[systemd-devel] Upcoming change notification for user units: PrivateUsers= to be implicitly enabled when sandboxing options are specified
Luca Boccassi
bluca at debian.org
Thu Apr 13 22:01:51 UTC 2023
On Tue, 27 Dec 2022 at 11:15, Luca Boccassi <bluca at debian.org> wrote:
>
> Hi,
>
> This is an advanced notification for an upcoming behaviour change
> being considered w.r.t. user units and sandboxing options.
>
> User units (those run by the per-user session manager) and system
> units share the same configuration options. But due to differences in
> privileges between the user manager and the system manager (ie: PID1)

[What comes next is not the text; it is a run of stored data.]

//! Literal-pattern extraction from page markup and decrypted script text.
//!
//! Neither input is parsed structurally. Each value is the first match of a
//! fixed assignment pattern, so surrounding markup is irrelevant.

use std::sync::LazyLock;

use channelkeys_shared::{CipherPayload, StreamDescriptor};
use regex::Regex;

use crate::error::ExtractError;

// ---------------------------------------------------------------------------
// Regex patterns (compiled once)
// ---------------------------------------------------------------------------

/// Matches `const decryptionKey = "...";` in the detail page.
static DECRYPTION_KEY_RE: LazyLock<Regex> = LazyLock::new(|| {
    Regex::new(r#"const decryptionKey = "(.*?)";"#).expect("decryption key regex")
});

/// Matches `let encrypted = "...";` in the detail page.
static ENCRYPTED_RE: LazyLock<Regex> = LazyLock::new(|| {
    Regex::new(r#"let encrypted = "(.*?)";"#).expect("encrypted regex")
});

/// Matches `const mpdUrl = '...';` in the decrypted script.
static MPD_URL_RE: LazyLock<Regex> = LazyLock::new(|| {
    Regex::new(r"const mpdUrl = '(.*?)';").expect("mpdUrl regex")
});

/// Matches `const kid = '...';`.
static KID_RE: LazyLock<Regex> = LazyLock::new(|| {
    Regex::new(r"const kid = '(.*?)';").expect("kid regex")
});

/// Matches `const key = '...';`.
static KEY_VALUE_RE: LazyLock<Regex> = LazyLock::new(|| {
    Regex::new(r"const key = '(.*?)';").expect("key regex")
});

// ---------------------------------------------------------------------------
// Extractors
// ---------------------------------------------------------------------------

/// Pull the cipher key and ciphertext literals out of a detail page.
///
/// Both must be present; otherwise [`ExtractError::PayloadNotFound`] names
/// whichever is missing.
pub fn extract_payload(html: &str) -> Result<CipherPayload, ExtractError> {
    let key = first_capture(&DECRYPTION_KEY_RE, html);
    let ciphertext = first_capture(&ENCRYPTED_RE, html);

    match (key, ciphertext) {
        (Some(key), Some(ciphertext)) => Ok(CipherPayload {
            key: key.to_string(),
            ciphertext: ciphertext.to_string(),
        }),
        (key, ciphertext) => Err(ExtractError::PayloadNotFound {
            missing: missing_names([("decryptionKey", key), ("encrypted", ciphertext)]),
        }),
    }
}

/// Pull the manifest URL, key id and key value out of decrypted script text.
///
/// All three must be present; otherwise [`ExtractError::FieldsNotFound`].
pub fn extract_fields(plaintext: &str) -> Result<StreamDescriptor, ExtractError> {
    let manifest_url = first_capture(&MPD_URL_RE, plaintext);
    let key_id = first_capture(&KID_RE, plaintext);
    let key_value = first_capture(&KEY_VALUE_RE, plaintext);

    match (manifest_url, key_id, key_value) {
        (Some(manifest_url), Some(key_id), Some(key_value)) => Ok(StreamDescriptor {
            manifest_url: manifest_url.to_string(),
            key_id: key_id.to_string(),
            key_value: key_value.to_string(),
        }),
        (manifest_url, key_id, key_value) => Err(ExtractError::FieldsNotFound {
            missing: missing_names([("mpdUrl", manifest_url), ("kid", key_id), ("key", key_value)]),
        }),
    }
}

fn first_capture<'a>(re: &Regex, haystack: &'a str) -> Option<&'a str> {
    re.captures(haystack)
        .and_then(|caps| caps.get(1))
        .map(|m| m.as_str())
}

fn missing_names<const N: usize>(found: [(&'static str, Option<&str>); N]) -> Vec<&'static str> {
    found
        .into_iter()
        .filter(|(_, value)| value.is_none())
        .map(|(name, _)| name)
        .collect()
}

#[cfg(test)]
mod tests {
    use super::*;

    const PAGE: &str = r#"<!DOCTYPE html>
<html><head><title>Player</title></head>
<body>
  <div id="player"></div>
  <script>
    const decryptionKey = "k1";
    let encrypted = "A1g=";
    start(decryptionKey, encrypted);
  </script>
</body></html>"#;

    const SCRIPT: &str = "const mpdUrl = 'https://x/y.mpd';\n\
                          const kid = '00112233';\n\
                          const key = 'aabbccdd';\n\
                          player.load(mpdUrl);";

    #[test]
    fn payload_found_in_markup() {
        let payload = extract_payload(PAGE).unwrap();
        assert_eq!(payload.key, "k1");
        assert_eq!(payload.ciphertext, "A1g=");
    }

    #[test]
    fn payload_found_without_any_html() {
        let payload =
            extract_payload(r#"const decryptionKey = "abc";let encrypted = "Zm9v";"#).unwrap();
        assert_eq!(payload.key, "abc");
        assert_eq!(payload.ciphertext, "Zm9v");
    }

    #[test]
    fn first_payload_match_wins() {
        let html = r#"const decryptionKey = "first"; let encrypted = "AA==";
                      const decryptionKey = "second"; let encrypted = "BB==";"#;
        let payload = extract_payload(html).unwrap();
        assert_eq!(payload.key, "first");
        assert_eq!(payload.ciphertext, "AA==");
    }

    #[test]
    fn missing_key_fails_whole_payload() {
        let err = extract_payload(r#"<script>let encrypted = "A1g=";</script>"#).unwrap_err();
        assert_eq!(
            err,
            ExtractError::PayloadNotFound {
                missing: vec!["decryptionKey"]
            }
        );
    }

    #[test]
    fn missing_ciphertext_fails_whole_payload() {
        let err = extract_payload(r#"const decryptionKey = "k1";"#).unwrap_err();
        assert_eq!(
            err,
            ExtractError::PayloadNotFound {
                missing: vec!["encrypted"]
            }
        );
    }

    #[test]
    fn payload_requires_double_quotes() {
        let err = extract_payload("const decryptionKey = 'k1'; let encrypted = 'A1g=';").unwrap_err();
        assert!(matches!(err, ExtractError::PayloadNotFound { missing } if missing.len() == 2));
    }

    #[test]
    fn empty_page_reports_both_missing() {
        let err = extract_payload("").unwrap_err();
        assert_eq!(err.to_string(), "cipher payload not found in page (missing: decryptionKey, encrypted)");
    }

    #[test]
    fn fields_found_in_script() {
        let d = extract_fields(SCRIPT).unwrap();
        assert_eq!(d.manifest_url, "https://x/y.mpd");
        assert_eq!(d.key_id, "00112233");
        assert_eq!(d.key_value, "aabbccdd");
    }

    #[test]
    fn any_missing_field_fails() {
        let without_kid = SCRIPT.replace("const kid = '00112233';", "");
        let err = extract_fields(&without_kid).unwrap_err();
        assert_eq!(err, ExtractError::FieldsNotFound { missing: vec!["kid"] });

        let without_url = SCRIPT.replace("const mpdUrl", "let mpdUrl");
        assert!(extract_fields(&without_url).is_err());

        let without_key = SCRIPT.replace("const key = 'aabbccdd';", "const key = aabbccdd;");
        assert!(extract_fields(&without_key).is_err());
    }

    #[test]
    fn fields_require_single_quotes() {
        let script = r#"const mpdUrl = "https://x/y.mpd"; const kid = "00"; const key = "11";"#;
        let err = extract_fields(script).unwrap_err();
        assert_eq!(
            err,
            ExtractError::FieldsNotFound {
                missing: vec!["mpdUrl", "kid", "key"]
            }
        );
    }

    #[test]
    fn empty_literal_values_are_accepted() {
        let d = extract_fields("const mpdUrl = ''; const kid = ''; const key = '';").unwrap();
        assert!(d.manifest_url.is_empty());
    }
}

> the behaviour with sandboxing options (i.e.:
> https://www.freedesktop.org/software/systemd/man/systemd.exec.html )
> is different and a constant source of confusion for users, which has
> been hampering the adoption of those security features.
> Given most of those sandboxing options (e.g.: PrivateTmp=,
> ProtectSystem=, etc.) require creating new mounts, and creating new
> mounts requires privileges, they are silently skipped in user units.
> It is trivial to make them work by also enabling user namespaces
> (i.e.: PrivateUsers=yes), but it is not very well known and it is not
> required by system units given PID1 is privileged, so it is almost
> never done.
>
> We want to change this, to streamline the experience and solve this
> common source of confusion, to allow sandboxing options, which have
> great security benefits, to be more widely used in the simplest way
> possible.
> The drawback is that user namespaces imply that system users are no
> longer visible to the unit, only the user under which the user session
> is run is. Given by definition these are unprivileged units run by an
> unprivileged single user, the impact in practice should be minimal.
>
> So starting from a future version (TBD) next year, we want to
> implicitly enable PrivateUsers=yes for user units when a sandboxing
> option that relies on new mounts is configured in the unit.
> We did some research, and over the complete set of user units shipped
> by Debian, Ubuntu and Fedora (about 350 units), only 6 enabled
> sandboxing options (that were silently skipped), and all of them have
> been fixed upstream to either drop the no-op settings or manually
> enable PrivateUsers to make them work. This gives us a degree of
> confidence that impact will be small enough to be worth the overall
> benefits.
>
> Note that in case unprivileged user namespaces are not available (very
> old kernel, or manually disabled sysctl on a given system), then this
> change will be a no-op, and everything will continue to (not) work
> exactly as it did before.
>
> If anybody is aware of any project shipping user units _with_
> sandboxing options enabled and _without_ PrivateUsers=yes please let
> us know, or better yet report it to the respective project so that it
> can be fixed one way or the other (drop the ineffective option or
> manually set PrivateUsers). Also let us know if there are other
> negative impacts that we have not foreseen.
>
> The PR that implements this change can be found at:
> https://github.com/systemd/systemd/pull/25233
Following this notice, and then the notice in the release notes for
v253, this is now merged in main and will thus be part of v254.